The U.S. government has provided Mexico with surveillance equipment, communication gear and other assistance under the $1.9 billion Merida Initiative, the anti-drug effort launched more than four years ago. But critics say that north of the border, the federal government has barely put a dent into a sophisticated infrastructure that supports more than $20 billion a year in drug cash flowing back to Mexico.
The success of the Mexican cartels in building their massive drug distribution and marketing networks across the county is a reflection of the U.S. government’s intelligence and operational failure in the war on drugs, said Fulton T. Armstrong, a former national intelligence officer for Latin America and ex-CIA officer.
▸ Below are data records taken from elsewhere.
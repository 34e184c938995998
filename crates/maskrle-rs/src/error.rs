use thiserror::Error;

/// Errors surfaced by the codec and its transports.
#[derive(Debug, Error)]
pub enum Error {
    /// The run totals disagree with the target shape. Decoding anyway
    /// would silently under- or over-fill the pixel buffer.
    #[error("RLE runs sum to {total} but a {h}x{w} mask holds {expected} pixels")]
    LengthMismatch {
        h: u32,
        w: u32,
        total: u64,
        expected: u64,
    },

    /// A dimension does not fit the 4-digit decimal shape descriptor.
    #[error("mask dimension {0} exceeds the 4-digit shape descriptor limit (9999)")]
    ShapeTooLarge(u32),

    /// The transport payload ends before the shape descriptor.
    #[error("transport payload holds {0} bytes, shorter than the 8-byte shape descriptor")]
    TruncatedPayload(usize),

    /// The trailing shape descriptor is not 8 ASCII digits.
    #[error("shape descriptor {0:?} is not 8 ASCII digits")]
    BadShapeDescriptor(String),

    /// The counts blob is not a whole number of 32-bit values.
    #[error("counts blob of {0} bytes is not a whole number of 32-bit values")]
    RaggedPayload(usize),

    /// An all-background mask has no bounding box to crop to.
    #[error("mask has no foreground pixels")]
    EmptyMask,

    /// A patch placement falls outside the target canvas.
    #[error("patch {width}x{height} at ({left}, {top}) does not fit a {img_h}x{img_w} canvas")]
    PatchOutOfBounds {
        left: u32,
        top: u32,
        width: u32,
        height: u32,
        img_h: u32,
        img_w: u32,
    },

    /// A CVAT `rle` attribute token failed to parse as an integer.
    #[error("bad run length {0:?} in rle attribute")]
    BadRleAttribute(String),

    #[error("invalid base64 transport string")]
    Base64(#[from] base64::DecodeError),

    #[error(transparent)]
    Io(#[from] std::io::Error),

    #[error(transparent)]
    Json(#[from] serde_json::Error),
}
use std::fs;
use std::path::{Path, PathBuf};

use anyhow::{bail, Context, Result};
use clap::{Parser, Subcommand};
use env_logger::Env;
use log::info;

use maskrle_rs::{area, decode, file, from_base64, rle, to_base64, to_bbox, Mask};

#[derive(Parser)]
#[command(name = "maskrle")]
#[command(about = "Encode, decode and inspect RLE segmentation masks")]
struct Cli {
    #[command(subcommand)]
    command: Command,
}

#[derive(Subcommand)]
enum Command {
    /// Encode text masks (rows of 0/1 characters) into RLE containers
    Encode {
        /// Input mask files
        inputs: Vec<PathBuf>,

        /// Directory for the output containers (default: next to each input)
        #[arg(long)]
        dir: Option<PathBuf>,
    },
    /// Decode an RLE container back to a text mask
    Decode {
        input: PathBuf,

        /// Write to a file instead of stdout
        #[arg(long)]
        out: Option<PathBuf>,
    },
    /// Print the Base64 transport string for an RLE container
    Pack { input: PathBuf },
    /// Rebuild an RLE container from a Base64 transport string
    Unpack {
        b64: String,

        #[arg(long)]
        out: PathBuf,
    },
    /// Show shape, area, run count and bounding box of a container
    Info { input: PathBuf },
}

fn main() -> Result<()> {
    env_logger::Builder::from_env(Env::default().default_filter_or("info")).init();
    let cli = Cli::parse();

    match cli.command {
        Command::Encode { inputs, dir } => encode_cmd(&inputs, dir.as_deref()),
        Command::Decode { input, out } => decode_cmd(&input, out.as_deref()),
        Command::Pack { input } => pack_cmd(&input),
        Command::Unpack { b64, out } => unpack_cmd(&b64, &out),
        Command::Info { input } => info_cmd(&input),
    }
}

fn encode_cmd(inputs: &[PathBuf], dir: Option<&Path>) -> Result<()> {
    if inputs.is_empty() {
        bail!("no input mask files given");
    }

    let masks: Vec<Mask> = inputs
        .iter()
        .map(|path| {
            let text = fs::read_to_string(path)
                .with_context(|| format!("reading mask {}", path.display()))?;
            parse_text_mask(&text).with_context(|| format!("parsing mask {}", path.display()))
        })
        .collect::<Result<_>>()?;

    let rles = rle::encode_all(&masks);

    for (path, rle) in inputs.iter().zip(&rles) {
        let out = container_path(path, dir);
        file::save_rle(&out, rle)
            .with_context(|| format!("writing container {}", out.display()))?;
        info!(
            "{} -> {} ({}x{}, {} runs)",
            path.display(),
            out.display(),
            rle.h,
            rle.w,
            rle.counts.len()
        );
    }
    Ok(())
}

fn decode_cmd(input: &Path, out: Option<&Path>) -> Result<()> {
    let mask = file::load(input).with_context(|| format!("loading {}", input.display()))?;
    let text = render_text_mask(&mask);
    match out {
        Some(path) => {
            fs::write(path, text).with_context(|| format!("writing {}", path.display()))?;
            info!("{} -> {}", input.display(), path.display());
        }
        None => print!("{text}"),
    }
    Ok(())
}

fn pack_cmd(input: &Path) -> Result<()> {
    let rle = file::load_rle(input).with_context(|| format!("loading {}", input.display()))?;
    let mask = decode(&rle)?;
    println!("{}", to_base64(&mask)?);
    Ok(())
}

fn unpack_cmd(b64: &str, out: &Path) -> Result<()> {
    let mask = from_base64(b64).context("decoding transport string")?;
    file::save(out, &mask).with_context(|| format!("writing container {}", out.display()))?;
    info!("unpacked {}x{} mask to {}", mask.h(), mask.w(), out.display());
    Ok(())
}

fn info_cmd(input: &Path) -> Result<()> {
    let rle = file::load_rle(input).with_context(|| format!("loading {}", input.display()))?;
    let mask = decode(&rle)?;

    println!("shape: {}x{}", rle.h, rle.w);
    println!("runs:  {}", rle.counts.len());
    println!("area:  {}", area(&rle));
    match to_bbox(&mask) {
        Some(bb) => println!(
            "bbox:  x={}..{} y={}..{}",
            bb.x0, bb.x1, bb.y0, bb.y1
        ),
        None => println!("bbox:  none (no foreground)"),
    }
    Ok(())
}

fn container_path(input: &Path, dir: Option<&Path>) -> PathBuf {
    let mut out = input.with_extension("rle.json");
    if let (Some(dir), Some(name)) = (dir, out.file_name().map(|n| n.to_owned())) {
        out = dir.join(name);
    }
    out
}

fn parse_text_mask(text: &str) -> Result<Mask> {
    let rows: Vec<Vec<bool>> = text
        .lines()
        .map(str::trim)
        .filter(|line| !line.is_empty())
        .map(|line| {
            line.chars()
                .map(|c| match c {
                    '0' => Ok(false),
                    '1' => Ok(true),
                    other => bail!("mask rows may only hold 0 or 1, found {other:?}"),
                })
                .collect()
        })
        .collect::<Result<_>>()?;

    if rows.is_empty() {
        bail!("mask file holds no rows");
    }
    let w = rows[0].len();
    if rows.iter().any(|r| r.len() != w) {
        bail!("mask rows have uneven widths");
    }
    Ok(Mask::from_rows(&rows))
}

fn render_text_mask(mask: &Mask) -> String {
    let mut out = String::with_capacity(mask.h() as usize * (mask.w() as usize + 1));
    for y in 0..mask.h() {
        for x in 0..mask.w() {
            out.push(if mask.get(y, x) { '1' } else { '0' });
        }
        out.push('\n');
    }
    out
}
//! On-disk container for encoded masks.
//!
//! A container is a JSON object with exactly two fields, `size`
//! (`[h, w]`) and `counts`. No compression, no version field.

use std::fs::File;
use std::io::{BufReader, BufWriter, Write};
use std::path::Path;

use log::debug;

use crate::error::Error;
use crate::rle::{decode, encode};
use crate::types::{Mask, Rle};

/// Write an RLE container to `path`.
pub fn save_rle(path: &Path, rle: &Rle) -> Result<(), Error> {
    let file = File::create(path)?;
    let mut writer = BufWriter::new(file);
    serde_json::to_writer(&mut writer, rle)?;
    writer.flush()?;
    debug!(
        "wrote {}x{} container ({} runs) to {}",
        rle.h,
        rle.w,
        rle.counts.len(),
        path.display()
    );
    Ok(())
}

/// Read an RLE container from `path`.
pub fn load_rle(path: &Path) -> Result<Rle, Error> {
    let file = File::open(path)?;
    let rle: Rle = serde_json::from_reader(BufReader::new(file))?;
    debug!(
        "read {}x{} container ({} runs) from {}",
        rle.h,
        rle.w,
        rle.counts.len(),
        path.display()
    );
    Ok(rle)
}

/// RLE-encode `mask` and write the container to `path`.
pub fn save(path: &Path, mask: &Mask) -> Result<(), Error> {
    save_rle(path, &encode(mask))
}

/// Read a container from `path` and decode it with its own shape.
pub fn load(path: &Path) -> Result<Mask, Error> {
    decode(&load_rle(path)?)
}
“We pretend that the cartels don’t have an infrastructure in the U.S.,” said Armstrong, also a former staff member of the Senate Foreign Relations Committee and now a senior fellow at American University’s Center for Latin American and Latino Studies. “But you don’t do a $20 billion a year business . . . with ad-hoc, part-time volunteers. You use an established infrastructure to support the markets. How come we’re not attacking that infrastructure?”
A reported 8.9 percent of Americans age 12 or older — 22.6 million people — are current users of illegal drugs, according to the Substance Abuse and Mental Health Services Administration, part of the U.S. Department of Health and Human Services — up from 6.2 percent in 1998. Demand for and the availability of illegal drugs is rising.